Requirement – Scan the listing that follows and report how many lines contain "Encodes". Write the number alone.

Exercise material –
○ ○ ○ ○ ○

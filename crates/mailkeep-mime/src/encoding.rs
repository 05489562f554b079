//! Base64 and RFC 2047 header encoding.

use base64::Engine;
use base64::engine::general_purpose::STANDARD;

use crate::error::{Error, Result};

/// Encodes data as Base64.
#[must_use]
pub fn encode_base64(data: &[u8]) -> String {
    STANDARD.encode(data)
}

/// Decodes Base64 data.
///
/// # Errors
///
/// Returns an error if the input is not valid Base64.
pub fn decode_base64(data: &str) -> Result<Vec<u8>> {
    STANDARD.decode(data).map_err(Into::into)
}

/// Encodes a header value as a single RFC 2047 `B` word when it contains
/// any non-ASCII character.
///
/// ASCII values pass through unchanged. There is no word-level splitting:
/// the whole value becomes one `=?UTF-8?B?...?=` word.
#[must_use]
pub fn encode_header_value(text: &str) -> String {
    if text.is_ascii() {
        return text.to_string();
    }
    format!("=?UTF-8?B?{}?=", encode_base64(text.as_bytes()))
}

/// Decodes a value that consists of exactly one RFC 2047 encoded word.
///
/// Values that are not an encoded word are returned unchanged. Only the
/// UTF-8 (and US-ASCII) charsets are understood.
///
/// # Errors
///
/// Returns an error if the value looks like an encoded word but its charset,
/// encoding or payload is invalid.
pub fn decode_header_value(text: &str) -> Result<String> {
    let Some(inner) = text
        .trim()
        .strip_prefix("=?")
        .and_then(|rest| rest.strip_suffix("?="))
    else {
        return Ok(text.to_string());
    };

    let mut parts = inner.splitn(3, '?');
    let (Some(charset), Some(encoding), Some(payload)) = (parts.next(), parts.next(), parts.next())
    else {
        return Err(Error::InvalidEncoding(text.to_string()));
    };

    if !charset.eq_ignore_ascii_case("utf-8") && !charset.eq_ignore_ascii_case("us-ascii") {
        return Err(Error::InvalidEncoding(format!("unsupported charset {charset}")));
    }

    let bytes = match encoding {
        "B" | "b" => decode_base64(payload)?,
        "Q" | "q" => decode_q(payload)?,
        other => {
            return Err(Error::InvalidEncoding(format!("unknown encoding {other}")));
        }
    };
    String::from_utf8(bytes).map_err(Into::into)
}

/// Decodes the RFC 2047 `Q` encoding (quoted-printable with `_` for space).
fn decode_q(payload: &str) -> Result<Vec<u8>> {
    let mut out = Vec::with_capacity(payload.len());
    let mut bytes = payload.bytes();

    while let Some(b) = bytes.next() {
        match b {
            b'_' => out.push(b' '),
            b'=' => {
                let hex = [bytes.next(), bytes.next()];
                let [Some(hi), Some(lo)] = hex else {
                    return Err(Error::InvalidEncoding(
                        "incomplete escape sequence".to_string(),
                    ));
                };
                let digits = [hi, lo];
                let hex = std::str::from_utf8(&digits)
                    .map_err(|_| Error::InvalidEncoding("invalid hex".to_string()))?;
                let byte = u8::from_str_radix(hex, 16)
                    .map_err(|e| Error::InvalidEncoding(format!("invalid hex: {e}")))?;
                out.push(byte);
            }
            other => out.push(other),
        }
    }

    Ok(out)
}

#[cfg(test)]
#[allow(clippy::unwrap_used, clippy::redundant_clone)]
mod tests {
    use super::*;

    #[test]
    fn test_base64_encode_decode() {
        let encoded = encode_base64(b"Hello, World!");
        assert_eq!(encoded, "SGVsbG8sIFdvcmxkIQ==");
        assert_eq!(decode_base64(&encoded).unwrap(), b"Hello, World!");
    }

    #[test]
    fn test_ascii_passes_through() {
        assert_eq!(encode_header_value("Quarterly report"), "Quarterly report");
        assert_eq!(encode_header_value(""), "");
    }

    #[test]
    fn test_non_ascii_encoded_whole() {
        assert_eq!(encode_header_value("Héllo"), "=?UTF-8?B?SMOpbGxv?=");
        assert_eq!(
            encode_header_value("Re: 会議"),
            format!("=?UTF-8?B?{}?=", encode_base64("Re: 会議".as_bytes()))
        );
    }

    #[test]
    fn test_decode_b_word() {
        assert_eq!(decode_header_value("=?UTF-8?B?SMOpbGxv?=").unwrap(), "Héllo");
        assert_eq!(decode_header_value("=?utf-8?b?SMOpbGxv?=").unwrap(), "Héllo");
    }

    #[test]
    fn test_decode_q_word() {
        assert_eq!(
            decode_header_value("=?utf-8?Q?H=C3=A9llo_there?=").unwrap(),
            "Héllo there"
        );
    }

    #[test]
    fn test_decode_plain_value_unchanged() {
        assert_eq!(decode_header_value("Hello").unwrap(), "Hello");
    }

    #[test]
    fn test_decode_rejects_bad_words() {
        assert!(decode_header_value("=?UTF-8?X?abc?=").is_err());
        assert!(decode_header_value("=?KOI8-R?B?abc?=").is_err());
        assert!(decode_header_value("=?UTF-8?B?!!!?=").is_err());
        assert!(decode_header_value("=?UTF-8?Q?=4?=").is_err());
    }
}
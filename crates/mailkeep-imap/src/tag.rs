//! Command tags.
//!
//! Tags match commands with their completion responses.

/// Tag generator for one IMAP connection.
///
/// Produces `A0001`, `A0002`, and so on. The counter restarts whenever a new
/// connection is opened.
#[derive(Debug, Clone)]
pub struct TagGenerator {
    counter: u32,
    prefix: char,
}

impl TagGenerator {
    /// Creates a new tag generator with the given prefix.
    #[must_use]
    pub const fn new(prefix: char) -> Self {
        Self { counter: 0, prefix }
    }

    /// Generates the next tag.
    #[must_use]
    pub fn next(&mut self) -> String {
        self.counter = self.counter.wrapping_add(1);
        format!("{}{:04}", self.prefix, self.counter)
    }

    /// Returns the number of tags issued on this connection.
    #[must_use]
    pub const fn issued(&self) -> u32 {
        self.counter
    }

    /// Starts numbering from 1 again.
    pub const fn reset(&mut self) {
        self.counter = 0;
    }
}

impl Default for TagGenerator {
    fn default() -> Self {
        Self::new('A')
    }
}

#[cfg(test)]
#[allow(clippy::unwrap_used)]
mod tests {
    use super::*;

    #[test]
    fn test_first_tag_is_one() {
        let mut tags = TagGenerator::default();
        assert_eq!(tags.next(), "A0001");
        assert_eq!(tags.next(), "A0002");
        assert_eq!(tags.issued(), 2);
    }

    #[test]
    fn test_reset() {
        let mut tags = TagGenerator::new('B');
        let _ = tags.next();
        let _ = tags.next();
        tags.reset();
        assert_eq!(tags.next(), "B0001");
    }

    #[test]
    fn test_wide_counter() {
        let mut tags = TagGenerator::default();
        for _ in 0..10_000 {
            let _ = tags.next();
        }
        assert_eq!(tags.next(), "A10001");
    }
}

○ ○ ○ ○ ○

Solution – 2